Exercise details - Please quote exactly the lines below from the line containing "let pi = DisclosureProof::from_bytes(&bytes[96..])?;" to the line containing "drives the single-pass", both lines included, and nothing else.
── Input data
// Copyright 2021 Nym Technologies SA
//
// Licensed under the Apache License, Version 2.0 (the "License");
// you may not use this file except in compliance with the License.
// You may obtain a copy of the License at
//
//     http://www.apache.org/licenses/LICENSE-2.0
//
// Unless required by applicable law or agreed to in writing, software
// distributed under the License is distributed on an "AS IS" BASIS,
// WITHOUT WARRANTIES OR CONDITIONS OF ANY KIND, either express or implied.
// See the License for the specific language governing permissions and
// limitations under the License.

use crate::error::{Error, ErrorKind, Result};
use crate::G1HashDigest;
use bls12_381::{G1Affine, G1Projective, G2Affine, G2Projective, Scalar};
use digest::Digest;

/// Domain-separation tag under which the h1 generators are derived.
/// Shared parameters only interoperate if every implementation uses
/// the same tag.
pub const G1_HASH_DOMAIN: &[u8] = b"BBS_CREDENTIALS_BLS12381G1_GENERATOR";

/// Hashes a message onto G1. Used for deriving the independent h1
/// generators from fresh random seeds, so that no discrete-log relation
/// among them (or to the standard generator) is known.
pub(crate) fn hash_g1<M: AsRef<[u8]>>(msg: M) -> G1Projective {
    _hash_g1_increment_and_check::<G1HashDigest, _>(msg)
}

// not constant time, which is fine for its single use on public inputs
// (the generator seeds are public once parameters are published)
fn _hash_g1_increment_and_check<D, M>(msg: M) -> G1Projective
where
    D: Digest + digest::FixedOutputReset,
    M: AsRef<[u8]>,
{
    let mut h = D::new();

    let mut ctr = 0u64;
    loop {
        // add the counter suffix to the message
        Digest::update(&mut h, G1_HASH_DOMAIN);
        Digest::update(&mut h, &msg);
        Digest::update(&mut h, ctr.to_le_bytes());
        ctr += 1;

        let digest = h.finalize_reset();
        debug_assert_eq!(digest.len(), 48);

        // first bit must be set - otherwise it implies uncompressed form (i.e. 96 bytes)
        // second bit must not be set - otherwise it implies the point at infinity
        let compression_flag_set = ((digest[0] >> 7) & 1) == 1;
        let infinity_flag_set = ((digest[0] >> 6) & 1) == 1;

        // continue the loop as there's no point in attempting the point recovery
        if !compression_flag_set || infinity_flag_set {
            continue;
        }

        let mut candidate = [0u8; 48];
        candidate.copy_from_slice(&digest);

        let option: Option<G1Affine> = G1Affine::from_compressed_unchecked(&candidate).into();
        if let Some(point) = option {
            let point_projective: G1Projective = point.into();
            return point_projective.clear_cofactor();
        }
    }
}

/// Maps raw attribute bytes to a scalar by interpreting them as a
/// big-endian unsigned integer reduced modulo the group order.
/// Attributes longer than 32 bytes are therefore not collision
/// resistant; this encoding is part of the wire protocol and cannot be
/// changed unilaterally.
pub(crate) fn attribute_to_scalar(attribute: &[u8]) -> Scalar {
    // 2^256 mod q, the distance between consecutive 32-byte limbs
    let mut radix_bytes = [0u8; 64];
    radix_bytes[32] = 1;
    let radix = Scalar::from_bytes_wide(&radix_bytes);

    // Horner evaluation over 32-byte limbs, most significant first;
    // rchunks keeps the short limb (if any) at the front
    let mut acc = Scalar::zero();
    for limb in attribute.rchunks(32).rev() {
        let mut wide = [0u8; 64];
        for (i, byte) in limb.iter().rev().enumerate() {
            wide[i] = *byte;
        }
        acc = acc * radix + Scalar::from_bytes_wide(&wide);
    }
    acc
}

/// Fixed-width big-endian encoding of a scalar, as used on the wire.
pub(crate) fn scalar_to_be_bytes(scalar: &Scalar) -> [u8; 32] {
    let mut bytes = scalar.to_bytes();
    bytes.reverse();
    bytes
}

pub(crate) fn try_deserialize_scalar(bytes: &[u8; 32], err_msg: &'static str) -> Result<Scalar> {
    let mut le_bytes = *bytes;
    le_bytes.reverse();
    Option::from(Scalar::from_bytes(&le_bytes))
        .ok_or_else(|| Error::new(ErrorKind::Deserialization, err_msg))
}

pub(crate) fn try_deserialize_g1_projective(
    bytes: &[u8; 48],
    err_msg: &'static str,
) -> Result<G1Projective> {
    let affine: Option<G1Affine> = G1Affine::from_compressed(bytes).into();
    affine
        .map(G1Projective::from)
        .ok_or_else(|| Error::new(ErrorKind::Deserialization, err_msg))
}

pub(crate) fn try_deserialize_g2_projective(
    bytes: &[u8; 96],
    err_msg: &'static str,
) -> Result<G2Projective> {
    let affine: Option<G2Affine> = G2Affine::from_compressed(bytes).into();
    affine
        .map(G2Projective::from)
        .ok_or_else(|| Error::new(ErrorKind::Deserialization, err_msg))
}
────
── Input data
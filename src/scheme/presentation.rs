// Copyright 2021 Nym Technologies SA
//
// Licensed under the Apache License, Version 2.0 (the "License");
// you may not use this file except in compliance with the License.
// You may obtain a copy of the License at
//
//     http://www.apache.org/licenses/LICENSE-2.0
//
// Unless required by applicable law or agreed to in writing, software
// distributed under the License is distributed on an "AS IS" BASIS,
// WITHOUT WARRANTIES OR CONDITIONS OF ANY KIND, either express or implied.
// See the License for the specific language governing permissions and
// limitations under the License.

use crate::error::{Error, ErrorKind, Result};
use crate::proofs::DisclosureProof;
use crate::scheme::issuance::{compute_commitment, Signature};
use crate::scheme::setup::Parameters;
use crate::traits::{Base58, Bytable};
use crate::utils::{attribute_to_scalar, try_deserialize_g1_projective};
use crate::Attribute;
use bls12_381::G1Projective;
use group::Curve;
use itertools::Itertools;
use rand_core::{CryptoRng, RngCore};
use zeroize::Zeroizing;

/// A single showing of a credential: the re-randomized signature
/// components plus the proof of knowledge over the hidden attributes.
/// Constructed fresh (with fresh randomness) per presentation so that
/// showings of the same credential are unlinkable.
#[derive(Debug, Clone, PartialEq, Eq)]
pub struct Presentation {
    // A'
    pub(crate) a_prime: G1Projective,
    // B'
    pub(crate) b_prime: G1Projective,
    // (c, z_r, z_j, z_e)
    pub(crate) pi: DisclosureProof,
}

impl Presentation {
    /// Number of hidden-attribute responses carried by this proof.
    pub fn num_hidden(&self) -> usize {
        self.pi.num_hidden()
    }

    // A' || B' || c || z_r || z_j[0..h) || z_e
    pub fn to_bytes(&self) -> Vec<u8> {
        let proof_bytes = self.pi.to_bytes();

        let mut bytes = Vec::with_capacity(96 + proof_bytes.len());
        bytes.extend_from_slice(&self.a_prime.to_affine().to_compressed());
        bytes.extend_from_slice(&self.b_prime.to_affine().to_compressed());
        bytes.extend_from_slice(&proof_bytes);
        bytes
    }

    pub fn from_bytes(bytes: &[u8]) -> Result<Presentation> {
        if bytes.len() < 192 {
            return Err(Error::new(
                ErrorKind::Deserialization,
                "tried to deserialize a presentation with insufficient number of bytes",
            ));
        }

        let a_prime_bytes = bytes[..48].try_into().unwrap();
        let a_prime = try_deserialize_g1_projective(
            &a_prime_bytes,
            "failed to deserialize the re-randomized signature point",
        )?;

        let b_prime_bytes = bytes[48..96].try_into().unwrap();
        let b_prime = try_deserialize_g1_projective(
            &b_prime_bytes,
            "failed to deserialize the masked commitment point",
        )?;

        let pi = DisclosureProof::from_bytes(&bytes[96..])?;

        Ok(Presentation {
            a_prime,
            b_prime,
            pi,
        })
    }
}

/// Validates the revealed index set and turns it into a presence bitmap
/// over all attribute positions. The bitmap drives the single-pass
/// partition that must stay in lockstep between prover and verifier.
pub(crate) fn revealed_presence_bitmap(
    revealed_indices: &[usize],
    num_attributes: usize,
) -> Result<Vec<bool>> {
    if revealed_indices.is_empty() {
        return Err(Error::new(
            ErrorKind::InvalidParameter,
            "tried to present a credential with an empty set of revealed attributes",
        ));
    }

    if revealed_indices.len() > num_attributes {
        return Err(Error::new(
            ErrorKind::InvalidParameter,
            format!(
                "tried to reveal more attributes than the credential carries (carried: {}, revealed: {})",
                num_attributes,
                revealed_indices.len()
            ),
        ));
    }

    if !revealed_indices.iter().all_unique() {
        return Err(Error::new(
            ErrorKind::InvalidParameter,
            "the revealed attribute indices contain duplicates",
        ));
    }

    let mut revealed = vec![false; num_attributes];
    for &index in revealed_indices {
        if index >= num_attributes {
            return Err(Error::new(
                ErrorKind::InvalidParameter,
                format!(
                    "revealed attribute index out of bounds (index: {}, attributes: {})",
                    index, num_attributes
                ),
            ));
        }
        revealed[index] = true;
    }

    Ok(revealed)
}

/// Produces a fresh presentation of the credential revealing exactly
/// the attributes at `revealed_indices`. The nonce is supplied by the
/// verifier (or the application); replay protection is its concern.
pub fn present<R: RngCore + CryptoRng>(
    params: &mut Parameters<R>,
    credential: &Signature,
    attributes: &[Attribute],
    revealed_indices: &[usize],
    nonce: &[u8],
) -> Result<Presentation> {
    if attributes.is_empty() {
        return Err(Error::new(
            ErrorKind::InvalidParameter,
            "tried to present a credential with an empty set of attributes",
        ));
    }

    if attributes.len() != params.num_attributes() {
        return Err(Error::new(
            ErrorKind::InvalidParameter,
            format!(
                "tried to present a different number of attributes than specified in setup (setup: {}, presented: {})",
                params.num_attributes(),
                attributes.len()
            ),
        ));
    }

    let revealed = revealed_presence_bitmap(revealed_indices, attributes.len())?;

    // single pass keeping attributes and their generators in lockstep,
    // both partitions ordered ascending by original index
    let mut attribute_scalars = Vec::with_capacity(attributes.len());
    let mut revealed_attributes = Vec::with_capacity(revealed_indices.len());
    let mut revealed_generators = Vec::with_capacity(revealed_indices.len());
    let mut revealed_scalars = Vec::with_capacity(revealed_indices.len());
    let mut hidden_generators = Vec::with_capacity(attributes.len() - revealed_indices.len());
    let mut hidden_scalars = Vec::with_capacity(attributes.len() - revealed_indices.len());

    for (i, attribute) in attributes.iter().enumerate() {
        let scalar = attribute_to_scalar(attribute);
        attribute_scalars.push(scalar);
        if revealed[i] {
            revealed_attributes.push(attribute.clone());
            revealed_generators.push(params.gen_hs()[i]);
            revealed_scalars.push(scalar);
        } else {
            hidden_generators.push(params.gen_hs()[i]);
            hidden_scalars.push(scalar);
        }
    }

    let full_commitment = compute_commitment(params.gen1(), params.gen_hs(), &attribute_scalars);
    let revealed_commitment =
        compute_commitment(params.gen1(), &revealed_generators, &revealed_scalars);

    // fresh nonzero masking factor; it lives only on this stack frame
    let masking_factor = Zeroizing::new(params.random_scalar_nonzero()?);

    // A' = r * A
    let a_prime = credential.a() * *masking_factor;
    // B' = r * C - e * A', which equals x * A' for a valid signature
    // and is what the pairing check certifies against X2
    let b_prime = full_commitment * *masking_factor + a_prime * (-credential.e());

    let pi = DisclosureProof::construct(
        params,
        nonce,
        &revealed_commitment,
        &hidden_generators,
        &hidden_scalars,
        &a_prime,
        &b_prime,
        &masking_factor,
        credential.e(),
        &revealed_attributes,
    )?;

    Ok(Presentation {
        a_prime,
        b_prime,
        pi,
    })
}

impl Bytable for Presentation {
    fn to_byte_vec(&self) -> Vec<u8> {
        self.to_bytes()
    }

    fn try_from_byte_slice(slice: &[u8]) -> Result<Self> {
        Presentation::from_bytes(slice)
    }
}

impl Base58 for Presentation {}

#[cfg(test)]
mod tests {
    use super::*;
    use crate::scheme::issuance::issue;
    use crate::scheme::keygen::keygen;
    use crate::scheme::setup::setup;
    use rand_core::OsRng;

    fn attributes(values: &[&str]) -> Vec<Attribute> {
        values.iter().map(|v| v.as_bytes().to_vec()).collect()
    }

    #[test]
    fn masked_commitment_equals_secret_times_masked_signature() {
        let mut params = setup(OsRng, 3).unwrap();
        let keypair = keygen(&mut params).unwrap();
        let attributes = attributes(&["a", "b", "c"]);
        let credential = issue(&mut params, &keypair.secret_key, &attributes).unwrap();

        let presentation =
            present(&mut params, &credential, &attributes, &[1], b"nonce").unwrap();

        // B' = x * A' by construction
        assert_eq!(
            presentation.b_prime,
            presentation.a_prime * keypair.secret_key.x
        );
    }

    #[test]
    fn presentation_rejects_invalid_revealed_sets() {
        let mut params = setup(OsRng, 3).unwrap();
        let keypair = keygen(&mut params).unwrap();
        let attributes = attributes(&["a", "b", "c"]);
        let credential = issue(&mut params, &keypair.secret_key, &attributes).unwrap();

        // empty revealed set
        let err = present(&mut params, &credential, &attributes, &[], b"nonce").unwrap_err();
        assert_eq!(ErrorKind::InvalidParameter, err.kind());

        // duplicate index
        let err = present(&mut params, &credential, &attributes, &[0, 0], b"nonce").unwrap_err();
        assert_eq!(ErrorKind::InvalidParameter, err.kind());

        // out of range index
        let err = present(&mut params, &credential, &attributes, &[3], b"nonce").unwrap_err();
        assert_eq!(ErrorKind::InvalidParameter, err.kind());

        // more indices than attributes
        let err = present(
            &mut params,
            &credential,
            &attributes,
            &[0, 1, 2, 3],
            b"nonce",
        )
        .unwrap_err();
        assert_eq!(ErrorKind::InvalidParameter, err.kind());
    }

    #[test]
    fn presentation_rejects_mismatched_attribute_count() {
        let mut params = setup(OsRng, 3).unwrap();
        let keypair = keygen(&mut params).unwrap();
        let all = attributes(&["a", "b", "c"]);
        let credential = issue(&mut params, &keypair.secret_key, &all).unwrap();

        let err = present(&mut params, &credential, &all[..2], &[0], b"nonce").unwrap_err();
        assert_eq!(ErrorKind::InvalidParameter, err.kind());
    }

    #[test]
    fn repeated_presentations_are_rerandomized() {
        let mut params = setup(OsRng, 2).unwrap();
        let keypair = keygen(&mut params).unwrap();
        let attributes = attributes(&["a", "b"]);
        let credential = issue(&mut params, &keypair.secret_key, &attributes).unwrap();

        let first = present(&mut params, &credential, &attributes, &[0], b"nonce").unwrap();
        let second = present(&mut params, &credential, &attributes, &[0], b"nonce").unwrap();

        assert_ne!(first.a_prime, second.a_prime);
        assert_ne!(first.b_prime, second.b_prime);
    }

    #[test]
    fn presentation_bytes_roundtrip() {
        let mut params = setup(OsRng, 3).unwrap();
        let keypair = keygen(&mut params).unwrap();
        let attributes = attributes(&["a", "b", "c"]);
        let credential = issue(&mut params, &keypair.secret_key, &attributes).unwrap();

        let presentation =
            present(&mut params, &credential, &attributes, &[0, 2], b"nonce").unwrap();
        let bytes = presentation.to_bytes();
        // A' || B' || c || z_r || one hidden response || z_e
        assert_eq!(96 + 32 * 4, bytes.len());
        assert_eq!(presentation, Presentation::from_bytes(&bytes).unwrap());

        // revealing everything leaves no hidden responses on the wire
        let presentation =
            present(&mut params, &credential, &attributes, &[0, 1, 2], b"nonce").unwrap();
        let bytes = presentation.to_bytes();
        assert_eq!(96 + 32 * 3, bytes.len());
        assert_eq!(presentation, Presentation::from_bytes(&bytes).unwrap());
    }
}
────
Problem solution -
        let pi = DisclosureProof::from_bytes(&bytes[96..])?;

        Ok(Presentation {
            a_prime,
            b_prime,
            pi,
        })
    }
}

/// Validates the revealed index set and turns it into a presence bitmap
/// over all attribute positions. The bitmap drives the single-pass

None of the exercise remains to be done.